### Work required
Extract all lines from the data beneath that include the word "SharedNotifier".

### Entries provided
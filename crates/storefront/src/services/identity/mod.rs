//! User directory, registration and login.
//!
//! Registration is a two-step flow: [`IdentityStore::register_request`] stages
//! a [`PendingRegistration`] and issues an OTP; [`IdentityStore::verify_otp`]
//! turns it into a [`User`]. The same verification also logs in an existing
//! user. Password login compares the stored secret by plain equality.

mod error;
mod token;

pub use error::IdentityError;
pub use token::{BearerToken, TOKEN_LIFETIME_DAYS};

use std::collections::{BTreeMap, HashMap};
use std::sync::Arc;

use chrono::Duration;
use greenhouse_core::{Email, UserId};
use secrecy::{ExposeSecret, SecretString};
use tokio::sync::Mutex;

use crate::clock::SharedClock;
use crate::models::{PendingRegistration, User};
use crate::services::notifier::{Notification, SharedNotifier, deliver_best_effort};
use crate::services::otp::{OtpIssued, OtpRegistry};

/// Registration details as submitted, before validation.
#[derive(Debug, Clone)]
pub struct RegistrationRequest {
    pub name: String,
    pub email: String,
    pub phone: String,
    pub password: SecretString,
}

/// Result of a successful OTP verification.
#[derive(Debug, Clone)]
pub struct Verified {
    pub user: User,
    /// `true` when the verification completed a registration.
    pub is_new: bool,
}

/// Identity store settings.
#[derive(Debug, Clone)]
pub struct IdentitySettings {
    /// The one email address that is made admin on registration.
    pub bootstrap_admin: Email,
    /// Lifetime of a pending registration.
    pub pending_ttl: Duration,
    /// Bound on the welcome notification.
    pub notify_timeout: std::time::Duration,
}

impl IdentitySettings {
    #[must_use]
    pub fn new(bootstrap_admin: Email) -> Self {
        Self {
            bootstrap_admin,
            pending_ttl: Duration::minutes(10),
            notify_timeout: std::time::Duration::from_secs(5),
        }
    }
}

#[derive(Debug, Default)]
struct Directory {
    users: BTreeMap<UserId, User>,
    by_email: HashMap<Email, UserId>,
    pending: HashMap<Email, PendingRegistration>,
    last_id: i32,
}

impl Directory {
    fn find_by_email(&self, email: &Email) -> Option<&User> {
        self.by_email.get(email).and_then(|id| self.users.get(id))
    }

    fn insert(&mut self, build: impl FnOnce(UserId) -> User) -> User {
        self.last_id += 1;
        let user = build(UserId::new(self.last_id));
        self.by_email.insert(user.email.clone(), user.id);
        self.users.insert(user.id, user.clone());
        user
    }
}

/// In-memory user directory.
pub struct IdentityStore {
    directory: Mutex<Directory>,
    otp: Arc<OtpRegistry>,
    clock: SharedClock,
    notifier: SharedNotifier,
    settings: IdentitySettings,
}

impl IdentityStore {
    #[must_use]
    pub fn new(
        otp: Arc<OtpRegistry>,
        clock: SharedClock,
        notifier: SharedNotifier,
        settings: IdentitySettings,
    ) -> Self {
        Self {
            directory: Mutex::default(),
            otp,
            clock,
            notifier,
            settings,
        }
    }

    // =========================================================================
    // Registration and OTP login
    // =========================================================================

    /// Stage a registration and send the verification code.
    ///
    /// The details are staged only once a code has been issued, so a
    /// rate-limited request leaves any earlier staged registration intact. A
    /// repeated request that gets a fresh code replaces the staged details.
    ///
    /// # Errors
    ///
    /// Returns `UserAlreadyExists` if the email is taken, a validation error
    /// for missing fields, or the OTP error if issuance is rate-limited.
    #[tracing::instrument(skip_all, fields(email = %request.email))]
    pub async fn register_request(
        &self,
        request: RegistrationRequest,
    ) -> Result<(Email, OtpIssued), IdentityError> {
        let email = Email::parse(&request.email)?;
        let name = required("Name", &request.name)?;
        if request.password.expose_secret().is_empty() {
            return Err(IdentityError::Validation("Password is required".to_owned()));
        }

        if self.directory.lock().await.by_email.contains_key(&email) {
            return Err(IdentityError::UserAlreadyExists);
        }

        let issued = self.otp.issue(&email).await?;

        {
            let mut directory = self.directory.lock().await;
            if directory.by_email.contains_key(&email) {
                return Err(IdentityError::UserAlreadyExists);
            }
            directory.pending.insert(
                email.clone(),
                PendingRegistration {
                    email: email.clone(),
                    name,
                    phone: request.phone.trim().to_owned(),
                    password: request.password,
                    expires_at: self.clock.now() + self.settings.pending_ttl,
                },
            );
        }

        tracing::info!("Registration staged");
        Ok((email, issued))
    }

    /// Issue a code for an existing account or a live pending registration.
    ///
    /// # Errors
    ///
    /// Returns `NotRegistered` when neither exists, or the OTP error if
    /// issuance is rate-limited.
    #[tracing::instrument(skip(self))]
    pub async fn request_otp(&self, email: &str) -> Result<(Email, OtpIssued), IdentityError> {
        let email = Email::parse(email)?;
        let now = self.clock.now();

        {
            let mut directory = self.directory.lock().await;
            if directory.find_by_email(&email).is_none() {
                let live = directory
                    .pending
                    .get(&email)
                    .is_some_and(|pending| !pending.is_expired(now));
                if !live {
                    directory.pending.remove(&email);
                    return Err(IdentityError::NotRegistered);
                }
            }
        }

        let issued = self.otp.issue(&email).await?;
        Ok((email, issued))
    }

    /// Verify a code, completing a registration or logging in.
    ///
    /// # Errors
    ///
    /// Propagates the OTP error; returns `NotRegistered` when the code was
    /// good but there is neither an account nor an unexpired registration,
    /// and `Inactive` for a deactivated account. The code is consumed in both
    /// cases.
    #[tracing::instrument(skip(self, code))]
    pub async fn verify_otp(&self, email: &str, code: &str) -> Result<Verified, IdentityError> {
        let email = Email::parse(email)?;
        self.otp.verify(&email, code).await?;

        let now = self.clock.now();
        let user = {
            let mut directory = self.directory.lock().await;

            if let Some(existing) = directory.find_by_email(&email) {
                if !existing.is_active {
                    return Err(IdentityError::Inactive);
                }
                tracing::info!(user_id = %existing.id, "OTP login");
                return Ok(Verified {
                    user: existing.clone(),
                    is_new: false,
                });
            }

            let pending = directory
                .pending
                .remove(&email)
                .filter(|pending| !pending.is_expired(now))
                .ok_or(IdentityError::NotRegistered)?;

            let is_admin = pending.email == self.settings.bootstrap_admin;
            directory.insert(|id| User {
                id,
                email: pending.email,
                name: pending.name,
                phone: pending.phone,
                password: pending.password,
                is_active: true,
                is_admin,
                created_at: now,
            })
        };

        tracing::info!(user_id = %user.id, is_admin = user.is_admin, "Registration completed");
        deliver_best_effort(
            self.notifier.as_ref(),
            &Notification::Welcome {
                to: user.email.clone(),
                name: user.name.clone(),
            },
            self.settings.notify_timeout,
        )
        .await;

        Ok(Verified { user, is_new: true })
    }

    // =========================================================================
    // Password login and tokens
    // =========================================================================

    /// Log in with email and password.
    ///
    /// # Errors
    ///
    /// Returns `UnknownEmail`, `Inactive` or `InvalidCredentials`.
    #[tracing::instrument(skip(self, password))]
    pub async fn password_login(&self, email: &str, password: &str) -> Result<User, IdentityError> {
        let email = Email::parse(email)?;
        let directory = self.directory.lock().await;

        let user = directory
            .find_by_email(&email)
            .ok_or(IdentityError::UnknownEmail)?;
        if !user.is_active {
            return Err(IdentityError::Inactive);
        }
        if !user.password_matches(password) {
            return Err(IdentityError::InvalidCredentials);
        }

        tracing::info!(user_id = %user.id, "Password login");
        Ok(user.clone())
    }

    /// Mint a bearer token for `user` stamped with the current time.
    #[must_use]
    pub fn issue_token(&self, user: &User) -> String {
        BearerToken::new(user.id, self.clock.now()).to_string()
    }

    /// Resolve a bearer token to its active user.
    ///
    /// # Errors
    ///
    /// Returns `InvalidToken` for malformed or expired tokens, unknown users
    /// and deactivated accounts.
    pub async fn authenticate(&self, token: &str) -> Result<User, IdentityError> {
        let token = BearerToken::parse(token).ok_or(IdentityError::InvalidToken)?;
        if !token.is_valid_at(self.clock.now()) {
            return Err(IdentityError::InvalidToken);
        }

        self.directory
            .lock()
            .await
            .users
            .get(&token.user_id)
            .filter(|user| user.is_active)
            .cloned()
            .ok_or(IdentityError::InvalidToken)
    }

    // =========================================================================
    // Administration
    // =========================================================================

    /// Activate or deactivate an account.
    ///
    /// # Errors
    ///
    /// Returns `UserNotFound` if the id is unknown.
    #[tracing::instrument(skip(self))]
    pub async fn set_active(&self, id: UserId, is_active: bool) -> Result<User, IdentityError> {
        let mut directory = self.directory.lock().await;
        let user = directory
            .users
            .get_mut(&id)
            .ok_or(IdentityError::UserNotFound)?;
        user.is_active = is_active;
        tracing::info!("Account status changed");
        Ok(user.clone())
    }

    /// Look up a user by id.
    pub async fn get_user(&self, id: UserId) -> Option<User> {
        self.directory.lock().await.users.get(&id).cloned()
    }

    /// All users, newest first.
    pub async fn list_users(&self) -> Vec<User> {
        let mut users: Vec<User> = self.directory.lock().await.users.values().cloned().collect();
        users.sort_by(|a, b| b.created_at.cmp(&a.created_at).then(b.id.cmp(&a.id)));
        users
    }

    /// Number of registered users.
    pub async fn count_users(&self) -> usize {
        self.directory.lock().await.users.len()
    }

    /// Create the bootstrap admin account unless one already exists.
    pub async fn seed_admin(&self, name: &str, password: SecretString) -> User {
        let email = self.settings.bootstrap_admin.clone();
        let now = self.clock.now();
        let mut directory = self.directory.lock().await;

        if let Some(existing) = directory.find_by_email(&email) {
            return existing.clone();
        }

        let user = directory.insert(|id| User {
            id,
            email,
            name: name.to_owned(),
            phone: String::new(),
            password,
            is_active: true,
            is_admin: true,
            created_at: now,
        });
        tracing::info!(user_id = %user.id, email = %user.email, "Bootstrap admin seeded");
        user
    }
}

fn required(field: &str, value: &str) -> Result<String, IdentityError> {
    let value = value.trim();
    if value.is_empty() {
        return Err(IdentityError::Validation(format!("{field} is required")));
    }
    Ok(value.to_owned())
}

### Response area
use crate::services::notifier::{Notification, SharedNotifier, deliver_best_effort};
    notifier: SharedNotifier,
        notifier: SharedNotifier,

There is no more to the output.